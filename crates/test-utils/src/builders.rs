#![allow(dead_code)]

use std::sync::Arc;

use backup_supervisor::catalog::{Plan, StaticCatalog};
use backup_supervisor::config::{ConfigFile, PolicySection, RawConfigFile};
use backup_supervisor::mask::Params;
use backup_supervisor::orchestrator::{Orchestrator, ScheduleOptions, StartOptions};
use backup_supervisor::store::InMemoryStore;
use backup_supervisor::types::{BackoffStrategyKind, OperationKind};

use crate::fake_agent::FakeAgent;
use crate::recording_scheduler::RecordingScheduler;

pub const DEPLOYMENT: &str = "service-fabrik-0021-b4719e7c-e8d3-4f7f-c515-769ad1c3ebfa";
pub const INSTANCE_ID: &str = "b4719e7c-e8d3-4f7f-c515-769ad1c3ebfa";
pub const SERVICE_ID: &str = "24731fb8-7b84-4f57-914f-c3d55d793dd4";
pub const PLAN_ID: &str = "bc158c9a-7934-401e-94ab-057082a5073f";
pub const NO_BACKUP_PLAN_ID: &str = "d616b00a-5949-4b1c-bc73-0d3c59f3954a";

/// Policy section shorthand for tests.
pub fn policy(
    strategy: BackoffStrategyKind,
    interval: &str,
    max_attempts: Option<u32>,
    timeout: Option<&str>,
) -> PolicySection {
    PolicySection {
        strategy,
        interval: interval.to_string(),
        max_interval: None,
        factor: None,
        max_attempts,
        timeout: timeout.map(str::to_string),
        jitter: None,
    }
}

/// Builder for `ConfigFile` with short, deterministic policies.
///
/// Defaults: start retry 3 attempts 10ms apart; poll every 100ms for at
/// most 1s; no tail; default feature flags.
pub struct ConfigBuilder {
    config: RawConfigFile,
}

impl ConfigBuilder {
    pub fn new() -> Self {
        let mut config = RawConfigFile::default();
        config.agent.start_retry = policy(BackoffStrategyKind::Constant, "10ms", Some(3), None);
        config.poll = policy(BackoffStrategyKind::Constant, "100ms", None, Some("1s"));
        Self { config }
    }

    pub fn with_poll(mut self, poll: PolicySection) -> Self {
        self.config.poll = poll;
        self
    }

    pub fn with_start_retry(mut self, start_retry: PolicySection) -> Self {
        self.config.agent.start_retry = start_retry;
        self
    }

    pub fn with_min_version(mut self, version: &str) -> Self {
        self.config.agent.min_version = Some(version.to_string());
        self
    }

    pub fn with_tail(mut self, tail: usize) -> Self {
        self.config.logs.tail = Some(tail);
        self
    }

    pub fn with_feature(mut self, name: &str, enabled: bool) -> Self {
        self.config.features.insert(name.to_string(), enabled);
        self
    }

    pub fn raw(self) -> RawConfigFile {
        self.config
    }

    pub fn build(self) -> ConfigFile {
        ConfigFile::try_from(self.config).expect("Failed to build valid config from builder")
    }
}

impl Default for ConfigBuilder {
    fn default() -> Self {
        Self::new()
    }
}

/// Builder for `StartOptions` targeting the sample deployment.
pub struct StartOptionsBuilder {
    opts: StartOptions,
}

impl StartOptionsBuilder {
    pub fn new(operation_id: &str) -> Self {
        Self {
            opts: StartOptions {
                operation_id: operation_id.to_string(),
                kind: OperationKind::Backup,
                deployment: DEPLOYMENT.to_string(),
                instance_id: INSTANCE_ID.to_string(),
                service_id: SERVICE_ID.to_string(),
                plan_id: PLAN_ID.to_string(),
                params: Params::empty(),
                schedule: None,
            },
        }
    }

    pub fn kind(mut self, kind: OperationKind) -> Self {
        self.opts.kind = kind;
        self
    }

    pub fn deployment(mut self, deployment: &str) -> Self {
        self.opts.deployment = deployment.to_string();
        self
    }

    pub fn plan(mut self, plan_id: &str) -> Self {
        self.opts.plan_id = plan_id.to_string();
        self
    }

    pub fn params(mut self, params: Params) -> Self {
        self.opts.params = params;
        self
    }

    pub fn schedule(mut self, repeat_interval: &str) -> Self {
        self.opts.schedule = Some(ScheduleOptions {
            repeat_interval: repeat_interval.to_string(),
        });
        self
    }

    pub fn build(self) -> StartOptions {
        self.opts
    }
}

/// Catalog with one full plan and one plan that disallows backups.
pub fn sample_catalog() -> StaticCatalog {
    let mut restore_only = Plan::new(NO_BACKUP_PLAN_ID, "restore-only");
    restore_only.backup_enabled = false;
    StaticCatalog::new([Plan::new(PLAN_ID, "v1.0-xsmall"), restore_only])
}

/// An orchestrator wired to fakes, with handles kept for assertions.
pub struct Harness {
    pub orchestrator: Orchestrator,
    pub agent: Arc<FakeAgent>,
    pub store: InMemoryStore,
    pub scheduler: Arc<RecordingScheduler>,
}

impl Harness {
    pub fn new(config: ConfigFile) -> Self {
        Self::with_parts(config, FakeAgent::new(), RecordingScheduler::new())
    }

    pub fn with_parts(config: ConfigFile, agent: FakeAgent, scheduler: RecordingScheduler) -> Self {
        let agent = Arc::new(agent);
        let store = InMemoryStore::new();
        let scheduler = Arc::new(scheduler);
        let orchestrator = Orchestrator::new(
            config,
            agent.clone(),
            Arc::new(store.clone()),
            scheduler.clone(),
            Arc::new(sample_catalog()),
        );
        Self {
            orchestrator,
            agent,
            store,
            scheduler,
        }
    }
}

** What you should do **
Check the records above and copy each line that has the string "poll".

** Solution for this problem **
/// Defaults: start retry 3 attempts 10ms apart; poll every 100ms for at
        config.poll = policy(BackoffStrategyKind::Constant, "100ms", None, Some("1s"));
    pub fn with_poll(mut self, poll: PolicySection) -> Self {
        self.config.poll = poll;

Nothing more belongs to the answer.